▶ [ASSIGNMENT]: After repeating the line containing "the entire application.", stop; until then, repeat each line of the listing below exactly, starting with the first.

□ □ □ □

//! Unified application error types for AdminGate.
//!
//! All crates map their internal errors into [`AppError`] for consistent
//! propagation through the ? operator.

use std::fmt;
use thiserror::Error;

/// Top-level error kind categorization used across the entire application.
#[derive(Debug, Clone, Copy, PartialEq, Eq, Hash, serde::Serialize, serde::Deserialize)]
pub enum ErrorKind {
    /// No token pair is stored for the current session.
    NotAuthenticated,
    /// The identity provider rejected the supplied username/password.
    InvalidCredentials,
    /// The identity provider rejected the stored refresh token.
    RefreshInvalid,
    /// The session cannot be repaired; cookies must be cleared and the
    /// user sent back through the login flow.
    ReauthenticationRequired,
    /// The backend rejected the access token mid-request (401).
    AuthenticationExpired,
    /// The token endpoint returned 2xx but the body is missing one half of
    /// the token pair.
    MalformedTokenResponse,
    /// Any other non-2xx from the token endpoint.
    AuthProvider,
    /// Input validation failed.
    Validation,
    /// The requested resource was not found.
    NotFound,
    /// A configuration error occurred.
    Configuration,
    /// The backend could not be reached or returned an unusable response.
    Upstream,
    /// An internal server error occurred.
    Internal,
}

impl fmt::Display for ErrorKind {
    fn fmt(&self, f: &mut fmt::Formatter<'_>) -> fmt::Result {
        match self {
            Self::NotAuthenticated => write!(f, "NOT_AUTHENTICATED"),
            Self::InvalidCredentials => write!(f, "INVALID_CREDENTIALS"),
            Self::RefreshInvalid => write!(f, "REFRESH_INVALID"),
            Self::ReauthenticationRequired => write!(f, "REAUTHENTICATION_REQUIRED"),
            Self::AuthenticationExpired => write!(f, "AUTHENTICATION_EXPIRED"),
            Self::MalformedTokenResponse => write!(f, "MALFORMED_TOKEN_RESPONSE"),
            Self::AuthProvider => write!(f, "AUTH_PROVIDER_ERROR"),
            Self::Validation => write!(f, "VALIDATION"),
            Self::NotFound => write!(f, "NOT_FOUND"),
            Self::Configuration => write!(f, "CONFIGURATION"),
            Self::Upstream => write!(f, "UPSTREAM"),
            Self::Internal => write!(f, "INTERNAL"),
        }
    }
}

/// The unified application error used throughout AdminGate.
///
/// All crate-specific errors are mapped into `AppError` using `From` impls
/// or explicit `.map_err()` calls. This provides a single error type for
/// the entire application boundary. Messages must never contain token
/// values.
#[derive(Debug, Error)]
#[error("{kind}: {message}")]
pub struct AppError {
    /// The category of error.
    pub kind: ErrorKind,
    /// A human-readable error message.
    pub message: String,
    /// HTTP status reported by the identity provider, when the error
    /// originated there.
    pub upstream_status: Option<u16>,
    /// Optional underlying cause.
    #[source]
    pub source: Option<Box<dyn std::error::Error + Send + Sync>>,
}

impl AppError {
    /// Create a new application error.
    pub fn new(kind: ErrorKind, message: impl Into<String>) -> Self {
        Self {
            kind,
            message: message.into(),
            upstream_status: None,
            source: None,
        }
    }

    /// Create a new application error with an underlying cause.
    pub fn with_source(
        kind: ErrorKind,
        message: impl Into<String>,
        source: impl std::error::Error + Send + Sync + 'static,
    ) -> Self {
        Self {
            kind,
            message: message.into(),
            upstream_status: None,
            source: Some(Box::new(source)),
        }
    }

    /// Create a not-authenticated error.
    pub fn not_authenticated(message: impl Into<String>) -> Self {
        Self::new(ErrorKind::NotAuthenticated, message)
    }

    /// Create an invalid-credentials error.
    pub fn invalid_credentials(message: impl Into<String>) -> Self {
        Self::new(ErrorKind::InvalidCredentials, message)
    }

    /// Create a refresh-invalid error.
    pub fn refresh_invalid(message: impl Into<String>) -> Self {
        Self::new(ErrorKind::RefreshInvalid, message)
    }

    /// Create a reauthentication-required error.
    pub fn reauthentication_required(message: impl Into<String>) -> Self {
        Self::new(ErrorKind::ReauthenticationRequired, message)
    }

    /// Create an authentication-expired error.
    pub fn authentication_expired(message: impl Into<String>) -> Self {
        Self::new(ErrorKind::AuthenticationExpired, message)
    }

    /// Create a malformed-token-response error.
    pub fn malformed_token_response(message: impl Into<String>) -> Self {
        Self::new(ErrorKind::MalformedTokenResponse, message)
    }

    /// Create an auth-provider error carrying the upstream status.
    pub fn auth_provider(status: u16, message: impl Into<String>) -> Self {
        Self {
            kind: ErrorKind::AuthProvider,
            message: message.into(),
            upstream_status: Some(status),
            source: None,
        }
    }

    /// Create a validation error.
    pub fn validation(message: impl Into<String>) -> Self {
        Self::new(ErrorKind::Validation, message)
    }

    /// Create a not-found error.
    pub fn not_found(message: impl Into<String>) -> Self {
        Self::new(ErrorKind::NotFound, message)
    }

    /// Create a configuration error.
    pub fn configuration(message: impl Into<String>) -> Self {
        Self::new(ErrorKind::Configuration, message)
    }

    /// Create an upstream error.
    pub fn upstream(message: impl Into<String>) -> Self {
        Self::new(ErrorKind::Upstream, message)
    }

    /// Create an internal error.
    pub fn internal(message: impl Into<String>) -> Self {
        Self::new(ErrorKind::Internal, message)
    }
}

impl Clone for AppError {
    fn clone(&self) -> Self {
        Self {
            kind: self.kind,
            message: self.message.clone(),
            upstream_status: self.upstream_status,
            source: None,
        }
    }
}

impl From<serde_json::Error> for AppError {
    fn from(err: serde_json::Error) -> Self {
        Self::with_source(
            ErrorKind::Internal,
            format!("JSON serialization error: {err}"),
            err,
        )
    }
}

impl From<reqwest::Error> for AppError {
    fn from(err: reqwest::Error) -> Self {
        // reqwest errors render URLs but never request bodies, so no
        // credential material leaks into the message.
        Self::with_source(ErrorKind::Upstream, format!("Upstream error: {err}"), err)
    }
}

impl From<config::ConfigError> for AppError {
    fn from(err: config::ConfigError) -> Self {
        Self::with_source(
            ErrorKind::Configuration,
            format!("Configuration error: {err}"),
            err,
        )
    }
}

□ □ □ □

▶ [FINAL ANSWER]:
//! Unified application error types for AdminGate.
//!
//! All crates map their internal errors into [`AppError`] for consistent
//! propagation through the ? operator.

use std::fmt;
use thiserror::Error;

/// Top-level error kind categorization used across the entire application.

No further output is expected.